Fucking disgusting. Feel for the families.


----------



## Voley (Nov 28, 2019)

Big love to all in Liverpool today.

YNWA.


----------



## ViolentPanda (Nov 28, 2019)

Another of those times when I hollowly laugh at the idea that these scum police by our consent.

Another of those times when the idea of a "People's Court" unburdened by the niceties of never holding coppers or the state to account, is appealing.


----------



## Athos (Nov 28, 2019)

Fuck


----------



## JimW (Nov 28, 2019)

They just don't give a fuck. Reminds me of that bit in Red Riding with the cop going "This is the North, we do what we like."


----------



## Wilf (Nov 28, 2019)

Fucking ACAB.


----------



## dessiato (Nov 28, 2019)

No surprise I'm afraid. They always seem to get away with whatever they do.


----------



## teqniq (Nov 28, 2019)

It would have been akin to a minor miracle if he had been found guilty tbh. One can however always but hope


----------



## DaveCinzano (Nov 28, 2019)

Expect Duckenfield to announce the setting up of a Thin Blue Line support group any day now - joined on the podium by Tony Long, Alan Murray and Simon Harwood.


----------



## TopCat (Nov 28, 2019)

No accountability


----------



## TopCat (Nov 28, 2019)

DaveCinzano said:


> Expect Duckenfield to announce the setting up of a Thin Blue Line support group any day now - joined on the podium by Tony Long, Alan Murray and Simon Harwood.


I expect him to sue to get comp for the stress of the repeated attempts to convict him.


----------



## beesonthewhatnow (Nov 28, 2019)

Disgusting.


----------



## Bahnhof Strasse (Nov 28, 2019)

“If 96 police officers had been killed on 15th April 1989...”


Too fucking right.


----------



## William of Walworth (Nov 28, 2019)

David Conn's analysis of the verdict in this hours-recent Guardian article is compulsory reading IMO ... 

He blows apart the judge's misleadingness and inadequacy throughout this trial


----------



## William of Walworth (Nov 28, 2019)

TopCat said:


> I expect him to sue to get comp for the stress of the repeated attempts to convict him.

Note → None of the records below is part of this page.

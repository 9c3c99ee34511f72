//! Bridge from channels to async code.

use crate::{
    channel::{
        api::Channel,
        callback::{CallbackId, Receiver},
        error::ClosedError,
    },
    util::atomic_take::AtomicTake,
};
use std::{
    fmt::{self, Formatter, Debug},
    future::Future,
    pin::Pin,
    task::{Context, Poll},
};
use tokio::sync::oneshot;


/// Future for the channel's next message
///
/// Registers a one-shot [`receive`](Channel::receive) right away, so the message is claimed when
/// it arrives even if the future is not being polled. Resolves to [`ClosedError`] if the channel
/// is or becomes closed first. Dropping the future before it resolves cancels the registration.
pub fn read_channel<T, C>(ch: &C) -> ReadFut<T>
where
    T: Clone + Send + 'static,
    C: Channel<T> + Clone + 'static,
{
    let (send, recv) = oneshot::channel();
    let send = AtomicTake::some(send);
    let id = CallbackId::next();
    // if the channel drops the receiver without calling it, the sender goes with it, which is
    // how closing reaches the future
    let registered = ch.receive(Receiver::with_id(id, move |msg| {
        if let Some(send) = send.take() {
            let _ = send.send(msg);
        }
    }));

    let cancel = match registered {
        Ok(()) => {
            let ch = ch.clone();
            Some(Box::new(move || ch.cancel_callback(id)) as Box<dyn FnOnce() + Send>)
        }
        Err(ClosedError) => None,
    };
    ReadFut {
        recv,
        cancel,
        terminated: false,
    }
}

/// See [`read_channel`]
pub struct ReadFut<T> {
    recv: oneshot::Receiver<T>,
    cancel: Option<Box<dyn FnOnce() + Send>>,
    terminated: bool,
}

impl<T> Future for ReadFut<T> {
    type Output = Result<T, ClosedError>;

    fn poll(mut self: Pin<&mut Self>, cx: &mut Context<'_>) -> Poll<Self::Output> {
        let this = &mut *self;
        assert!(!this.terminated, "ReadFut polled after completion");
        match Pin::new(&mut this.recv).poll(cx) {
            Poll::Ready(result) => {
                this.terminated = true;
                this.cancel = None;
                Poll::Ready(result.map_err(|_| ClosedError))
            }
            Poll::Pending => Poll::Pending,
        }
    }
}

#[cfg(feature = "futures")]
impl<T> futures::future::FusedFuture for ReadFut<T> {
    fn is_terminated(&self) -> bool {
        self.terminated
    }
}

impl<T> Drop for ReadFut<T> {
    fn drop(&mut self) {
        if let Some(cancel) = self.cancel.take() {
            trace!("ReadFut dropped before resolving");
            cancel();
        }
    }
}

impl<T> Debug for ReadFut<T> {
    fn fmt(&self, f: &mut Formatter) -> fmt::Result {
        f.debug_struct("ReadFut")
            .field("terminated", &self.terminated)
            .finish()
    }
}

Supported by ACPO/Police Federation etc., no doubt


----------



## Proper Tidy (Nov 28, 2019)

Grieving Hillsborough mum's scathing letter to judge during manslaughter case


----------



## Azrael (Nov 28, 2019)

Couldn't agree more with William's link. Some possibilities for reform:-

However the prosecution was actually conducted, the appearance of a conflict of interest when the state prosecutes its own agents is too great: I see no reason that the families shouldn't have been allowed to direct their own private prosecution, with public funds if needs be.

It also reaffirms my belief that judges should be stopped from summing up the facts, as they are in other jurisdictions, including many states of the union: with the best will in the world, it's extremely hard to do impartially, is responsible for a ton of appeals, and I doubt that any aid it gives to the jury's understanding is sufficient to justify these pitfalls.


----------



## teqniq (Nov 28, 2019)

It was likely a bit problematic going after Duckenfield with a manslaughter charge tbh especially when it was really the whole sytem that was at fault.


----------



## Azrael (Nov 28, 2019)

Whatever the systemic failings, there were specific accusations against the ex-super's decisions, accusations more than sufficient to justify a trial.

Having made the decision to try him, it was the worst of all worlds to give special treatment like allowing him to sit on the defence benches instead of in the prisoner's dock, or to gloss over the inquest evidence. Better to have dropped the case then run it like that.


----------



## krtek a houby (Nov 29, 2019)

Disgusting. 30 years of pain and no justice.


----------



## Rosemary Jest (Nov 29, 2019)

Scumbag judge is all I can say.


----------



## Streathamite (Nov 29, 2019)

Rosemary Jest said:


> Scumbag judge is all I can say.


tbf, it was a Jury trial, although there were serious questions concerning the judges too-favourable handling of dukenfield


----------



## friedaweed (Nov 29, 2019)

You have to wait for him to die even if he does go to prison, for true justice to occur. Keeping this sort of cunt in jail is just prolonging the inevitable release. Maybe like old people in care his goal should be paid for from his payout pot but lets face it even in his caravan in Whitby his retirement is bloodied with guilt.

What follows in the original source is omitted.